Guerre en Iran : Comment l’embargo sur les images satellites US a entravé la vérification des faits
Le bras de fer entre les États-Unis et l’Iran se poursuit avec une reprise le 8 juillet des frappes américaines. À partir de mars, les premières images spatiales de la guerre déclenchée par Israël et les États-Unis avaient permis d’avoir une idée assez précise des dégâts subis par les belligérants. Elles provenaient principalement d’entreprises américaines. Des clichés récupérés par les propagandistes des deux camps, ce qui a poussé les États-Unis à fermer progressivement le robinet à images.
Contexte factuel
Parmi les entreprises américaines spécialisées dans la diffusion d’images satellites, certaines sont bien connues comme Planet Labs, ou encore Maxar, devenu Vantor. Au total, on compte aux États-Unis une dizaine d’entreprises proposant des solutions d’exploitation des données spatiales.

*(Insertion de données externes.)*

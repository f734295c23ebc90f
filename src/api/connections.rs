use super::{ApiResult, AppState, AuthedUser};
use crate::accounts::UserSummary;
use crate::connections::{ConnectionService, ConnectionStatus, RequestView};
use axum::extract::{Path, State};
use axum::Json;
use serde::Serialize;

#[derive(Debug, Serialize)]
pub(crate) struct MessageResponse {
    message: &'static str,
}

pub(crate) async fn send_request(
    State(state): State<AppState>,
    AuthedUser(user): AuthedUser,
    Path(user_id): Path<String>,
) -> ApiResult<MessageResponse> {
    let service = ConnectionService::new(state.database.clone());
    service.send_request(&user.id, &user_id)?;
    Ok(Json(MessageResponse {
        message: "connection request sent",
    }))
}

pub(crate) async fn accept_request(
    State(state): State<AppState>,
    AuthedUser(user): AuthedUser,
    Path(request_id): Path<String>,
) -> ApiResult<MessageResponse> {
    let service = ConnectionService::new(state.database.clone());
    service.accept_request(&request_id, &user.id)?;
    Ok(Json(MessageResponse {
        message: "connection request accepted",
    }))
}

pub(crate) async fn reject_request(
    State(state): State<AppState>,
    AuthedUser(user): AuthedUser,
    Path(request_id): Path<String>,
) -> ApiResult<MessageResponse> {
    let service = ConnectionService::new(state.database.clone());
    service.reject_request(&request_id, &user.id)?;
    Ok(Json(MessageResponse {
        message: "connection request rejected",
    }))
}

pub(crate) async fn remove_connection(
    State(state): State<AppState>,
    AuthedUser(user): AuthedUser,
    Path(user_id): Path<String>,
) -> ApiResult<MessageResponse> {
    let service = ConnectionService::new(state.database.clone());
    service.remove_connection(&user.id, &user_id)?;
    Ok(Json(MessageResponse {
        message: "connection removed",
    }))
}

pub(crate) async fn status(
    State(state): State<AppState>,
    AuthedUser(user): AuthedUser,
    Path(user_id): Path<String>,
) -> ApiResult<ConnectionStatus> {
    let service = ConnectionService::new(state.database.clone());
    Ok(Json(service.status(&user.id, &user_id)?))
}

pub(crate) async fn list_incoming(
    State(state): State<AppState>,
    AuthedUser(user): AuthedUser,
) -> ApiResult<Vec<RequestView>> {
    let service = ConnectionService::new(state.database.clone());
    Ok(Json(service.list_incoming(&user.id)?))
}

pub(crate) async fn list_connections(
    State(state): State<AppState>,
    AuthedUser(user): AuthedUser,
) -> ApiResult<Vec<UserSummary>> {
    let service = ConnectionService::new(state.database.clone());
    Ok(Json(service.list_connections(&user.id)?))
}
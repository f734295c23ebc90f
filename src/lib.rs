pub mod accounts;
pub mod api;
pub mod auth;
pub mod config;
pub mod connections;
pub mod database;
pub mod error;
pub mod notifications;
pub mod posting;
pub mod telemetry;
pub mod utils;
pub mod votes;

Ces entreprises sont des partenaires importants dans le travail d’enquête numérique et de vérification des faits.
Planet Labs et Maxar ont toujours fait preuve de transparence avec la presse internationale. Cependant, ces entreprises commerciales ne sont pas autorisées à mettre tout et n’importe quoi entre les mains du public. Dès 1992, le Congrès avait voté une loi suivie deux ans plus tard d’une directive présidentielle, imposant aux opérateurs de satellites commerciaux de restreindre l’accès aux données en temps de guerre.

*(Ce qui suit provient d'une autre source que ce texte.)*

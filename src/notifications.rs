//! Reading and managing the notification inbox. Emission lives with the
//! actions that cause it (votes, comments, accepted connection requests);
//! this service only lists and mutates what those actions produced.

use crate::accounts::UserSummary;
use crate::database::models::{NotificationKind, NotificationRecord};
use crate::database::repositories::{NotificationRepository, PostRepository, UserRepository};
use crate::database::Database;
use crate::error::{ServiceError, ServiceResult};
use serde::{Deserialize, Serialize};

#[derive(Clone)]
pub struct NotificationService {
    database: Database,
}

impl NotificationService {
    pub fn new(database: Database) -> Self {
        Self { database }
    }

    /// The receiver's inbox, newest first, with senders and related posts
    /// resolved.
    pub fn list(&self, receiver_id: &str) -> ServiceResult<Vec<NotificationView>> {
        self.database.with_repositories(|repos| {
            let records = repos.notifications().list_for_receiver(receiver_id)?;
            let mut views = Vec::with_capacity(records.len());
            for record in records {
                let sender = repos
                    .users()
                    .get(&record.sender_id)?
                    .ok_or_else(|| ServiceError::not_found("notification sender no longer exists"))?;
                let related_post = match &record.related_post_id {
                    // The schema drops notifications with their post, so a
                    // present id always resolves.
                    Some(post_id) => repos.posts().get(post_id)?.map(|post| RelatedPost {
                        id: post.id,
                        content: post.content,
                    }),
                    None => None,
                };
                views.push(NotificationView {
                    id: record.id,
                    kind: record.kind,
                    sender: UserSummary::from_record(sender),
                    related_post,
                    seen: record.seen,
                    created_at: record.created_at,
                });
            }
            Ok(views)
        })
    }

    /// Marks one notification seen. Scoped to the receiver; acting on
    /// someone else's notification silently does nothing.
    pub fn mark_seen(&self, notification_id: &str, receiver_id: &str) -> ServiceResult<()> {
        self.database.with_repositories(|repos| {
            Ok::<_, ServiceError>(repos.notifications().mark_seen(notification_id, receiver_id)?)
        })
    }

    /// Deletes one notification, receiver-scoped and idempotent.
    pub fn delete(&self, notification_id: &str, receiver_id: &str) -> ServiceResult<()> {
        self.database.with_repositories(|repos| {
            Ok::<_, ServiceError>(repos.notifications().delete(notification_id, receiver_id)?)
        })
    }
}

#[derive(Debug, Clone, Serialize, Deserialize)]
pub struct NotificationView {
    pub id: String,
    pub kind: NotificationKind,
    pub sender: UserSummary,
    pub related_post: Option<RelatedPost>,
    pub seen: bool,
    pub created_at: String,
}

#[derive(Debug, Clone, Serialize, Deserialize)]
pub struct RelatedPost {
    pub id: String,
    pub content: String,
}
use crate::database::models::{NotificationKind, NotificationRecord};
use anyhow::{anyhow, Result};
use rusqlite::{params, Connection, Row};

pub(super) struct SqliteNotificationRepository<'conn> {
    pub(super) conn: &'conn Connection,
}

const COLUMNS: &str = "id, receiver_id, sender_id, kind, related_post_id, seen, created_at";

struct RawNotification {
    id: String,
    receiver_id: String,
    sender_id: String,
    kind: String,
    related_post_id: Option<String>,
    seen: bool,
    created_at: String,
}

fn map_row(row: &Row<'_>) -> rusqlite::Result<RawNotification> {
    Ok(RawNotification {
        id: row.get(0)?,
        receiver_id: row.get(1)?,
        sender_id: row.get(2)?,
        kind: row.get(3)?,
        related_post_id: row.get(4)?,
        seen: row.get(5)?,
        created_at: row.get(6)?,
    })
}

fn into_record(raw: RawNotification) -> Result<NotificationRecord> {
    let kind = NotificationKind::parse(&raw.kind)
        .ok_or_else(|| anyhow!("unknown notification kind {:?}", raw.kind))?;
    Ok(NotificationRecord {
        id: raw.id,
        receiver_id: raw.receiver_id,
        sender_id: raw.sender_id,
        kind,
        related_post_id: raw.related_post_id,
        seen: raw.seen,
        created_at: raw.created_at,
    })
}

impl<'conn> super::NotificationRepository for SqliteNotificationRepository<'conn> {
    fn create(&self, record: &NotificationRecord) -> Result<()> {
        self.conn.execute(
            r#"
            INSERT INTO notifications (id, receiver_id, sender_id, kind, related_post_id, seen, created_at)
            VALUES (?1, ?2, ?3, ?4, ?5, ?6, ?7)
            "#,
            params![
                record.id,
                record.receiver_id,
                record.sender_id,
                record.kind.as_str(),
                record.related_post_id,
                record.seen,
                record.created_at,
            ],
        )?;
        Ok(())
    }

    fn exists_open(
        &self,
        kind: NotificationKind,
        sender_id: &str,
        related_post_id: &str,
    ) -> Result<bool> {
        let count: i64 = self.conn.query_row(
            r#"
            SELECT COUNT(*) FROM notifications
            WHERE kind = ?1 AND sender_id = ?2 AND related_post_id = ?3
            "#,
            params![kind.as_str(), sender_id, related_post_id],
            |row| row.get(0),
        )?;
        Ok(count > 0)
    }

    fn delete_matching(
        &self,
        kind: NotificationKind,
        sender_id: &str,
        related_post_id: &str,
    ) -> Result<()> {
        self.conn.execute(
            r#"
            DELETE FROM notifications
            WHERE kind = ?1 AND sender_id = ?2 AND related_post_id = ?3
            "#,
            params![kind.as_str(), sender_id, related_post_id],
        )?;
        Ok(())
    }

    fn list_for_receiver(&self, receiver_id: &str) -> Result<Vec<NotificationRecord>> {
        let mut stmt = self.conn.prepare(&format!(
            r#"
            SELECT {COLUMNS} FROM notifications
            WHERE receiver_id = ?1
            ORDER BY datetime(created_at) DESC
            "#
        ))?;
        let rows = stmt.query_map(params![receiver_id], map_row)?;
        let mut notifications = Vec::new();
        for row in rows {
            notifications.push(into_record(row?)?);
        }
        Ok(notifications)
    }

    fn mark_seen(&self, id: &str, receiver_id: &str) -> Result<()> {
        self.conn.execute(
            "UPDATE notifications SET seen = 1 WHERE id = ?1 AND receiver_id = ?2",
            params![id, receiver_id],
        )?;
        Ok(())
    }

    fn delete(&self, id: &str, receiver_id: &str) -> Result<()> {
        self.conn.execute(
            "DELETE FROM notifications WHERE id = ?1 AND receiver_id = ?2",
            params![id, receiver_id],
        )?;
        Ok(())
    }
}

Avant le conflit dans le golfe Persique, ces entreprises avaient une politique de publication assez stricte mais très claire. Par exemple, en juin 2025, RFI avait cherché à se procurer des images satellites de l’île de Diego Garcia, une base aérienne américaine. Maxar avait répondu : « Par principe, nous ne fournissons pas d’images haute résolution des bases militaires américaines ou de la coalition. »
Restrictions croissantes
Ces derniers mois, on a assisté à une réduction progressive de l’accès à l’imagerie commerciale américaine. En 2026, dans les premiers jours ayant suivi l’attaque israélo-américaine contre l’Iran, beaucoup d’images ont été diffusées. Planet Labs fournissait même en service de presse des clichés détaillant les sites iraniens visés par les Américains. On pouvait y voir les destructions sur le port militaire de Bandar Abbas, sur la base aérienne de Tabriz, l’aéroport de Mehrabad, ou encore le site nucléaire de Natanz.

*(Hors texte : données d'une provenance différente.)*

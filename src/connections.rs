//! The connection-request state machine: pending requests transition once
//! to accepted or rejected, and acceptance makes the adjacency mutual.

use crate::accounts::UserSummary;
use crate::database::models::{
    ConnectionRequestRecord, NotificationKind, NotificationRecord, RequestStatus,
};
use crate::database::repositories::{
    ConnectionRepository, ConnectionRequestRepository, NotificationRepository, UserRepository,
};
use crate::database::Database;
use crate::error::{ServiceError, ServiceResult};
use crate::utils::now_utc_iso;
use serde::{Deserialize, Serialize};
use uuid::Uuid;

#[derive(Clone)]
pub struct ConnectionService {
    database: Database,
}

impl ConnectionService {
    pub fn new(database: Database) -> Self {
        Self { database }
    }

    pub fn send_request(&self, sender_id: &str, receiver_id: &str) -> ServiceResult<()> {
        if sender_id == receiver_id {
            return Err(ServiceError::validation(
                "you cannot send a connection request to yourself",
            ));
        }

        self.database.with_repositories(|repos| {
            if repos.users().get(receiver_id)?.is_none() {
                return Err(ServiceError::not_found("user not found"));
            }
            if repos.connections().are_connected(sender_id, receiver_id)? {
                return Err(ServiceError::conflict(
                    "you already have a connection with this user",
                ));
            }
            if repos
                .connection_requests()
                .pending_between(sender_id, receiver_id)?
                .is_some()
            {
                return Err(ServiceError::conflict(
                    "a pending connection request already exists with this user",
                ));
            }

            let record = ConnectionRequestRecord {
                id: Uuid::new_v4().to_string(),
                sender_id: sender_id.to_string(),
                receiver_id: receiver_id.to_string(),
                status: RequestStatus::Pending,
                created_at: now_utc_iso(),
            };
            // The partial unique index backs up the pre-check, so a racing
            // duplicate lands here instead of creating a second pending row.
            repos.connection_requests().create(&record).map_err(|err| {
                if is_constraint_violation(&err) {
                    ServiceError::conflict(
                        "a pending connection request already exists with this user",
                    )
                } else {
                    ServiceError::Internal(err)
                }
            })?;
            Ok(())
        })
    }

    pub fn accept_request(&self, request_id: &str, acting_id: &str) -> ServiceResult<()> {
        self.database.with_repositories(|repos| {
            let request = self.load_pending(&repos, request_id, acting_id, "accept")?;

            repos
                .connection_requests()
                .set_status(request_id, RequestStatus::Accepted)?;
            repos
                .connections()
                .link(&request.sender_id, &request.receiver_id, &now_utc_iso())?;
            repos.notifications().create(&NotificationRecord {
                id: Uuid::new_v4().to_string(),
                receiver_id: request.sender_id.clone(),
                sender_id: acting_id.to_string(),
                kind: NotificationKind::ConnectionAccepted,
                related_post_id: None,
                seen: false,
                created_at: now_utc_iso(),
            })?;

            tracing::info!(
                request_id = %request_id,
                sender = %request.sender_id,
                receiver = %request.receiver_id,
                "connection request accepted"
            );
            Ok(())
        })
    }

    pub fn reject_request(&self, request_id: &str, acting_id: &str) -> ServiceResult<()> {
        self.database.with_repositories(|repos| {
            self.load_pending(&repos, request_id, acting_id, "reject")?;
            repos
                .connection_requests()
                .set_status(request_id, RequestStatus::Rejected)?;
            Ok(())
        })
    }

    /// Removes both directions of the adjacency. Idempotent: removing a
    /// connection that does not exist is a successful no-op.
    pub fn remove_connection(&self, a_id: &str, b_id: &str) -> ServiceResult<()> {
        self.database
            .with_repositories(|repos| Ok::<_, ServiceError>(repos.connections().unlink(a_id, b_id)?))
    }

    pub fn status(&self, my_id: &str, other_id: &str) -> ServiceResult<ConnectionStatus> {
        self.database.with_repositories(|repos| {
            if repos.connections().are_connected(my_id, other_id)? {
                return Ok(ConnectionStatus::connected());
            }
            if let Some(request) = repos
                .connection_requests()
                .pending_between(my_id, other_id)?
            {
                if request.sender_id == my_id {
                    return Ok(ConnectionStatus::pending());
                }
                return Ok(ConnectionStatus::received(request.id));
            }
            Ok(ConnectionStatus::not_connected())
        })
    }

    /// Pending requests addressed to the caller, sender-populated, newest
    /// first.
    pub fn list_incoming(&self, receiver_id: &str) -> ServiceResult<Vec<RequestView>> {
        self.database.with_repositories(|repos| {
            let requests = repos
                .connection_requests()
                .list_pending_for_receiver(receiver_id)?;
            let mut views = Vec::with_capacity(requests.len());
            for request in requests {
                let sender = repos
                    .users()
                    .get(&request.sender_id)?
                    .ok_or_else(|| ServiceError::not_found("request sender no longer exists"))?;
                views.push(RequestView {
                    id: request.id,
                    sender: UserSummary::from_record(sender),
                    created_at: request.created_at,
                });
            }
            Ok(views)
        })
    }

    pub fn list_connections(&self, user_id: &str) -> ServiceResult<Vec<UserSummary>> {
        self.database.with_repositories(|repos| {
            let peer_ids = repos.connections().list_for(user_id)?;
            let mut peers = Vec::with_capacity(peer_ids.len());
            for peer_id in peer_ids {
                if let Some(record) = repos.users().get(&peer_id)? {
                    peers.push(UserSummary::from_record(record));
                }
            }
            Ok(peers)
        })
    }

    fn load_pending(
        &self,
        repos: &crate::database::repositories::SqliteRepositories<'_>,
        request_id: &str,
        acting_id: &str,
        action: &str,
    ) -> ServiceResult<ConnectionRequestRecord> {
        let request = repos
            .connection_requests()
            .get(request_id)?
            .ok_or_else(|| ServiceError::not_found("connection request not found"))?;
        if request.receiver_id != acting_id {
            return Err(ServiceError::forbidden(format!(
                "you are not authorized to {action} this connection request"
            )));
        }
        if request.status != RequestStatus::Pending {
            return Err(ServiceError::validation(
                "connection request is not pending",
            ));
        }
        Ok(request)
    }
}

fn is_constraint_violation(err: &anyhow::Error) -> bool {
    matches!(
        err.downcast_ref::<rusqlite::Error>(),
        Some(rusqlite::Error::SqliteFailure(inner, _))
            if inner.code == rusqlite::ErrorCode::ConstraintViolation
    )
}

#[derive(Debug, Clone, Serialize, Deserialize)]
pub struct ConnectionStatus {
    pub status: String,
    #[serde(skip_serializing_if = "Option::is_none")]
    pub request_id: Option<String>,
}

impl ConnectionStatus {
    fn connected() -> Self {
        Self {
            status: "connected".into(),
            request_id: None,
        }
    }

    fn pending() -> Self {
        Self {
            status: "pending".into(),
            request_id: None,
        }
    }

    fn received(request_id: String) -> Self {
        Self {
            status: "received".into(),
            request_id: Some(request_id),
        }
    }

    fn not_connected() -> Self {
        Self {
            status: "not_connected".into(),
            request_id: None,
        }
    }
}

#[derive(Debug, Clone, Serialize, Deserialize)]
pub struct RequestView {
    pub id: String,
    pub sender: UserSummary,
    pub created_at: String,
}

#[cfg(test)]
mod tests {
    use super::*;
    use crate::accounts::{AccountService, SignupInput, UserView};
    use crate::database::repositories::NotificationRepository;
    use rusqlite::Connection;

    fn setup() -> (Database, ConnectionService, AccountService) {
        let conn = Connection::open_in_memory().expect("in-memory db");
        let db = Database::from_connection(conn);
        db.ensure_migrations().expect("migrations");
        (
            db.clone(),
            ConnectionService::new(db.clone()),
            AccountService::new(db),
        )
    }

    fn signup(accounts: &AccountService, username: &str) -> UserView {
        accounts
            .signup(SignupInput {
                name: username.to_uppercase(),
                username: username.into(),
                email: format!("{username}@example.com"),
                password: "hunter2".into(),
            })
            .expect("signup")
    }

    #[test]
    fn request_accept_makes_connection_mutual_and_notifies_sender() {
        let (db, service, accounts) = setup();
        let alice = signup(&accounts, "alice");
        let bob = signup(&accounts, "bob");

        service.send_request(&alice.id, &bob.id).expect("send");

        let status = service.status(&bob.id, &alice.id).expect("status");
        assert_eq!(status.status, "received");
        let request_id = status.request_id.expect("request id");

        service.accept_request(&request_id, &bob.id).expect("accept");

        assert_eq!(service.status(&alice.id, &bob.id).unwrap().status, "connected");
        assert_eq!(service.status(&bob.id, &alice.id).unwrap().status, "connected");

        let notifications: Vec<_> = db
            .with_repositories(|repos| {
                Ok::<_, ServiceError>(repos.notifications().list_for_receiver(&alice.id)?)
            })
            .unwrap();
        assert_eq!(notifications.len(), 1);
        assert_eq!(notifications[0].kind, NotificationKind::ConnectionAccepted);
        assert_eq!(notifications[0].sender_id, bob.id);
    }

    #[test]
    fn self_and_duplicate_requests_are_rejected() {
        let (_db, service, accounts) = setup();
        let alice = signup(&accounts, "alice");
        let bob = signup(&accounts, "bob");

        let err = service.send_request(&alice.id, &alice.id).unwrap_err();
        assert!(matches!(err, ServiceError::Validation(_)));

        service.send_request(&alice.id, &bob.id).expect("send");
        let err = service.send_request(&alice.id, &bob.id).unwrap_err();
        assert!(matches!(err, ServiceError::Conflict(_)));
        // Also blocked in the reverse direction.
        let err = service.send_request(&bob.id, &alice.id).unwrap_err();
        assert!(matches!(err, ServiceError::Conflict(_)));
    }

    #[test]
    fn request_to_existing_connection_is_rejected() {
        let (_db, service, accounts) = setup();
        let alice = signup(&accounts, "alice");
        let bob = signup(&accounts, "bob");

        service.send_request(&alice.id, &bob.id).expect("send");
        let request_id = service
            .status(&bob.id, &alice.id)
            .unwrap()
            .request_id
            .unwrap();
        service.accept_request(&request_id, &bob.id).expect("accept");

        let err = service.send_request(&alice.id, &bob.id).unwrap_err();
        assert!(matches!(err, ServiceError::Conflict(_)));
    }

    #[test]
    fn accept_guards_actor_and_state() {
        let (_db, service, accounts) = setup();
        let alice = signup(&accounts, "alice");
        let bob = signup(&accounts, "bob");
        let carol = signup(&accounts, "carol");

        service.send_request(&alice.id, &bob.id).expect("send");
        let request_id = service
            .status(&bob.id, &alice.id)
            .unwrap()
            .request_id
            .unwrap();

        let err = service.accept_request(&request_id, &carol.id).unwrap_err();
        assert!(matches!(err, ServiceError::Forbidden(_)));
        let err = service.accept_request("missing", &bob.id).unwrap_err();
        assert!(matches!(err, ServiceError::NotFound(_)));

        service.accept_request(&request_id, &bob.id).expect("accept");
        // Terminal states are immutable.
        let err = service.accept_request(&request_id, &bob.id).unwrap_err();
        assert!(matches!(err, ServiceError::Validation(_)));
    }

    #[test]
    fn reject_leaves_no_connection_and_no_notification() {
        let (db, service, accounts) = setup();
        let alice = signup(&accounts, "alice");
        let bob = signup(&accounts, "bob");

        service.send_request(&alice.id, &bob.id).expect("send");
        let request_id = service
            .status(&bob.id, &alice.id)
            .unwrap()
            .request_id
            .unwrap();
        service.reject_request(&request_id, &bob.id).expect("reject");

        assert_eq!(service.status(&alice.id, &bob.id).unwrap().status, "not_connected");
        let notifications: Vec<_> = db
            .with_repositories(|repos| {
                Ok::<_, ServiceError>(repos.notifications().list_for_receiver(&alice.id)?)
            })
            .unwrap();
        assert!(notifications.is_empty());
    }

    #[test]
    fn remove_connection_is_idempotent() {
        let (_db, service, accounts) = setup();
        let alice = signup(&accounts, "alice");
        let bob = signup(&accounts, "bob");

        service.send_request(&alice.id, &bob.id).expect("send");
        let request_id = service
            .status(&bob.id, &alice.id)
            .unwrap()
            .request_id
            .unwrap();
        service.accept_request(&request_id, &bob.id).expect("accept");

        service.remove_connection(&alice.id, &bob.id).expect("remove");
        service.remove_connection(&alice.id, &bob.id).expect("remove again");
        assert_eq!(service.status(&alice.id, &bob.id).unwrap().status, "not_connected");
        assert!(service.list_connections(&bob.id).unwrap().is_empty());
    }

    #[test]
    fn incoming_requests_are_sender_populated() {
        let (_db, service, accounts) = setup();
        let alice = signup(&accounts, "alice");
        let bob = signup(&accounts, "bob");
        let carol = signup(&accounts, "carol");

        service.send_request(&alice.id, &carol.id).expect("send");
        service.send_request(&bob.id, &carol.id).expect("send");

        let incoming = service.list_incoming(&carol.id).expect("incoming");
        assert_eq!(incoming.len(), 2);
        let senders: Vec<_> = incoming.iter().map(|r| r.sender.username.as_str()).collect();
        assert!(senders.contains(&"alice"));
        assert!(senders.contains(&"bob"));
    }
}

Quand des journalistes ont travaillé sur le bombardement d’une école près de la base des pasdarans de Minab, Planet Labs a fourni des images documentant l’attaque, ce qui a permis de prouver un raid massif mené par les États-Unis.
Conséquence directe
Les choses se sont compliquées lorsque les pertes matérielles américaines ont commencé à être évoquées, images à l’appui. La communauté qui exploite les données librement accessibles sur internet, les journalistes et les ONG se sont saisis de ces informations, suivis de la propagande iranienne qui fournissait des images soutenant son narratif. Les restrictions sur les images ont donc eu un impact direct sur la vérification des faits dans le contexte de ce conflit.
L’embargo sur les images satellites a ainsi entravé la capacité des médias et des analystes à fournir des informations fiables et vérifiables sur le terrain, augmentant la dépendance à des sources potentiellement biaisées.